Please print the records below exactly as they are.

**Records for this task**
○ ○ ○ ○ ○

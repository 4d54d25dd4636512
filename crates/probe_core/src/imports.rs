//! The guest import surface: primitives the guest calls, by name, into the host.
//!
//! The guest runner drives a module's lifecycle entirely through these primitives:
//!
//! ```text
//! createGroup ─► reportTodo* ─► tryCall(beforeAll)* ─► { createTestResult ─► tryCall(beforeEach)*
//!     ─► now ─► tryCall(test) ─► now ─► collectSample* ─► testEnd ─► tryCall(afterEach)* }* ─► tryCall(afterAll)*
//!     ─► groupEnd
//! ```
//!
//! Assertion helpers running inside a test body use the reporting primitives. Primitives that read guest memory
//! receive a [`Caller`] view because the guest is mid-call when it reports.

use std::fmt;

use crate::handle::FnHandle;
use crate::memory::{LinearMemory, MemoryError, Pointer};
use crate::module::Invoke;
use crate::trap::Frame;

/// Fully qualified import name (`module.name`).
#[derive(Debug, Clone, PartialEq, Eq, Hash, PartialOrd, Ord)]
pub struct ImportName {
    pub module: String,
    pub name: String,
}

impl ImportName {
    pub fn new(module: impl Into<String>, name: impl Into<String>) -> Self {
        Self {
            module: module.into(),
            name: name.into(),
        }
    }
}

impl fmt::Display for ImportName {
    fn fmt(&self, f: &mut fmt::Formatter<'_>) -> fmt::Result {
        write!(f, "{}.{}", self.module, self.name)
    }
}

/// Read-only view of the calling guest, handed to primitives that need guest memory or its call stack.
#[derive(Debug, Clone, Copy)]
pub struct Caller<'a> {
    memory: &'a LinearMemory,
    frames: &'a [Frame],
}

impl<'a> Caller<'a> {
    pub fn new(memory: &'a LinearMemory, frames: &'a [Frame]) -> Self {
        Self { memory, frames }
    }

    pub fn memory(&self) -> &'a LinearMemory {
        self.memory
    }

    /// Shadow call stack of the guest, outermost frame first.
    pub fn frames(&self) -> &'a [Frame] {
        self.frames
    }

    pub fn read_string(&self, ptr: Pointer) -> Result<String, MemoryError> {
        self.memory.read_string(ptr)
    }

    pub fn read_bytes(&self, ptr: Pointer, len: usize) -> Result<Vec<u8>, MemoryError> {
        self.memory.read_bytes(ptr, len).map(<[u8]>::to_vec)
    }
}

/// Per-test performance override issued by guest code for the in-flight test.
#[derive(Debug, Clone, Copy, PartialEq)]
pub enum PerfOverride {
    Enabled(bool),
    MaxSamples(u32),
    /// Milliseconds.
    MaxTestRunTime(f64),
    RoundDecimalPlaces(u32),
    ReportAverage(bool),
    ReportMedian(bool),
    ReportStdDev(bool),
    ReportMax(bool),
    ReportMin(bool),
    ReportVariance(bool),
}

/// Host primitives available to guest code.
///
/// Implemented by the host's test context. Every method is synchronous; none of them may unwind into the guest.
pub trait HostImports {
    // ---- lifecycle -------------------------------------------------------

    /// Announce a group. Returns whether it matches the group filter; `false` means skip it entirely.
    fn create_group(&mut self, name: &str) -> bool;

    /// Announce a test in the current group. Returns whether it matches the test filter.
    fn create_test_result(&mut self, name: &str) -> bool;

    /// Record a placeholder test of the current group.
    fn report_todo(&mut self, description: &str);

    /// Monotonic timestamp in milliseconds.
    fn now(&mut self) -> f64;

    /// Mark the end of the module run; returns the final timestamp.
    fn finish(&mut self) -> f64;

    /// Invoke `handle` through `guest` behind a crash-isolation boundary.
    ///
    /// Returns `true` when the callable completed, `false` when it trapped or panicked.
    fn try_call(&mut self, guest: &mut dyn Invoke, handle: FnHandle) -> bool;

    /// Offer the duration of one more run of the in-flight test. Returns whether another sample is wanted.
    fn collect_sample(&mut self, elapsed: f64) -> bool;

    fn test_end(&mut self, call_succeeded: bool, pass: bool, negated: bool, start: f64, end: f64);

    fn group_end(&mut self);

    // ---- value reporting -------------------------------------------------

    fn report_actual_null(&mut self, caller: &Caller<'_>);
    fn report_expected_null(&mut self, caller: &Caller<'_>, negated: bool);
    fn report_actual_value(&mut self, caller: &Caller<'_>, value: f64);
    fn report_expected_value(&mut self, caller: &Caller<'_>, value: f64, negated: bool);
    fn report_actual_string(&mut self, caller: &Caller<'_>, ptr: Pointer);
    fn report_expected_string(&mut self, caller: &Caller<'_>, ptr: Pointer, negated: bool);
    fn report_actual_reference(&mut self, caller: &Caller<'_>, ptr: Pointer, offset: u32);
    fn report_expected_reference(&mut self, caller: &Caller<'_>, ptr: Pointer, offset: u32, negated: bool);
    fn report_expected_truthy(&mut self, caller: &Caller<'_>, negated: bool);
    fn report_expected_falsy(&mut self, caller: &Caller<'_>, negated: bool);
    fn report_expected_finite(&mut self, caller: &Caller<'_>, negated: bool);

    /// Drop pending actual/expected values after an assertion passed.
    fn clear_expected(&mut self);

    // ---- logging ---------------------------------------------------------

    fn log_null(&mut self, caller: &Caller<'_>);
    fn log_value(&mut self, caller: &Caller<'_>, value: f64);
    fn log_string(&mut self, caller: &Caller<'_>, ptr: Pointer);
    fn log_reference(&mut self, caller: &Caller<'_>, ptr: Pointer, offset: u32);

    // ---- misc ------------------------------------------------------------

    fn override_performance(&mut self, option: PerfOverride);

    /// Breakpoint hook.
    fn debug(&mut self);

    /// `env.abort`: record why the guest is about to trap.
    fn abort(&mut self, caller: &Caller<'_>, message: Pointer, file: Pointer, line: u32, column: u32);

    /// Call a custom (per-suite) import. `None` when no such import was linked.
    fn call_import(&mut self, import: &ImportName, args: &[f64]) -> Option<f64>;
}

○ ○ ○ ○ ○

**Solution for this exercise**
repository 4d54d25dd4636512
filename crates/probe_core/src/imports.rs
//! The guest import surface: primitives the guest calls, by name, into the host.
//!
//! The guest runner drives a module's lifecycle entirely through these primitives:
//!
//! ```text
//! createGroup ─► reportTodo* ─► tryCall(beforeAll)* ─► { createTestResult ─► tryCall(beforeEach)*
//!     ─► now ─► tryCall(test) ─► now ─► collectSample* ─► testEnd ─► tryCall(afterEach)* }* ─► tryCall(afterAll)*
//!     ─► groupEnd
//! ```
//!
//! Assertion helpers running inside a test body use the reporting primitives. Primitives that read guest memory
//! receive a [`Caller`] view because the guest is mid-call when it reports.

use std::fmt;

use crate::handle::FnHandle;
use crate::memory::{LinearMemory, MemoryError, Pointer};
use crate::module::Invoke;
use crate::trap::Frame;

/// Fully qualified import name (`module.name`).
#[derive(Debug, Clone, PartialEq, Eq, Hash, PartialOrd, Ord)]
pub struct ImportName {
    pub module: String,
    pub name: String,
}

impl ImportName {
    pub fn new(module: impl Into<String>, name: impl Into<String>) -> Self {
        Self {
            module: module.into(),
            name: name.into(),
        }
    }
}

impl fmt::Display for ImportName {
    fn fmt(&self, f: &mut fmt::Formatter<'_>) -> fmt::Result {
        write!(f, "{}.{}", self.module, self.name)
    }
}

/// Read-only view of the calling guest, handed to primitives that need guest memory or its call stack.
#[derive(Debug, Clone, Copy)]
pub struct Caller<'a> {
    memory: &'a LinearMemory,
    frames: &'a [Frame],
}

impl<'a> Caller<'a> {
    pub fn new(memory: &'a LinearMemory, frames: &'a [Frame]) -> Self {
        Self { memory, frames }
    }

    pub fn memory(&self) -> &'a LinearMemory {
        self.memory
    }

    /// Shadow call stack of the guest, outermost frame first.
    pub fn frames(&self) -> &'a [Frame] {
        self.frames
    }

    pub fn read_string(&self, ptr: Pointer) -> Result<String, MemoryError> {
        self.memory.read_string(ptr)
    }

    pub fn read_bytes(&self, ptr: Pointer, len: usize) -> Result<Vec<u8>, MemoryError> {
        self.memory.read_bytes(ptr, len).map(<[u8]>::to_vec)
    }
}

/// Per-test performance override issued by guest code for the in-flight test.
#[derive(Debug, Clone, Copy, PartialEq)]
pub enum PerfOverride {
    Enabled(bool),
    MaxSamples(u32),
    /// Milliseconds.
    MaxTestRunTime(f64),
    RoundDecimalPlaces(u32),
    ReportAverage(bool),
    ReportMedian(bool),
    ReportStdDev(bool),
    ReportMax(bool),
    ReportMin(bool),
    ReportVariance(bool),
}

/// Host primitives available to guest code.
///
/// Implemented by the host's test context. Every method is synchronous; none of them may unwind into the guest.
pub trait HostImports {
    // ---- lifecycle -------------------------------------------------------

    /// Announce a group. Returns whether it matches the group filter; `false` means skip it entirely.
    fn create_group(&mut self, name: &str) -> bool;

    /// Announce a test in the current group. Returns whether it matches the test filter.
    fn create_test_result(&mut self, name: &str) -> bool;

    /// Record a placeholder test of the current group.
    fn report_todo(&mut self, description: &str);

    /// Monotonic timestamp in milliseconds.
    fn now(&mut self) -> f64;

    /// Mark the end of the module run; returns the final timestamp.
    fn finish(&mut self) -> f64;

    /// Invoke `handle` through `guest` behind a crash-isolation boundary.
    ///
    /// Returns `true` when the callable completed, `false` when it trapped or panicked.
    fn try_call(&mut self, guest: &mut dyn Invoke, handle: FnHandle) -> bool;

    /// Offer the duration of one more run of the in-flight test. Returns whether another sample is wanted.
    fn collect_sample(&mut self, elapsed: f64) -> bool;

    fn test_end(&mut self, call_succeeded: bool, pass: bool, negated: bool, start: f64, end: f64);

    fn group_end(&mut self);

    // ---- value reporting -------------------------------------------------

    fn report_actual_null(&mut self, caller: &Caller<'_>);
    fn report_expected_null(&mut self, caller: &Caller<'_>, negated: bool);
    fn report_actual_value(&mut self, caller: &Caller<'_>, value: f64);
    fn report_expected_value(&mut self, caller: &Caller<'_>, value: f64, negated: bool);
    fn report_actual_string(&mut self, caller: &Caller<'_>, ptr: Pointer);
    fn report_expected_string(&mut self, caller: &Caller<'_>, ptr: Pointer, negated: bool);
    fn report_actual_reference(&mut self, caller: &Caller<'_>, ptr: Pointer, offset: u32);
    fn report_expected_reference(&mut self, caller: &Caller<'_>, ptr: Pointer, offset: u32, negated: bool);
    fn report_expected_truthy(&mut self, caller: &Caller<'_>, negated: bool);
    fn report_expected_falsy(&mut self, caller: &Caller<'_>, negated: bool);
    fn report_expected_finite(&mut self, caller: &Caller<'_>, negated: bool);

    /// Drop pending actual/expected values after an assertion passed.
    fn clear_expected(&mut self);

    // ---- logging ---------------------------------------------------------

    fn log_null(&mut self, caller: &Caller<'_>);
    fn log_value(&mut self, caller: &Caller<'_>, value: f64);
    fn log_string(&mut self, caller: &Caller<'_>, ptr: Pointer);
    fn log_reference(&mut self, caller: &Caller<'_>, ptr: Pointer, offset: u32);

    // ---- misc ------------------------------------------------------------

    fn override_performance(&mut self, option: PerfOverride);

    /// Breakpoint hook.
    fn debug(&mut self);

    /// `env.abort`: record why the guest is about to trap.
    fn abort(&mut self, caller: &Caller<'_>, message: Pointer, file: Pointer, line: u32, column: u32);

    /// Call a custom (per-suite) import. `None` when no such import was linked.
    fn call_import(&mut self, import: &ImportName, args: &[f64]) -> Option<f64>;
}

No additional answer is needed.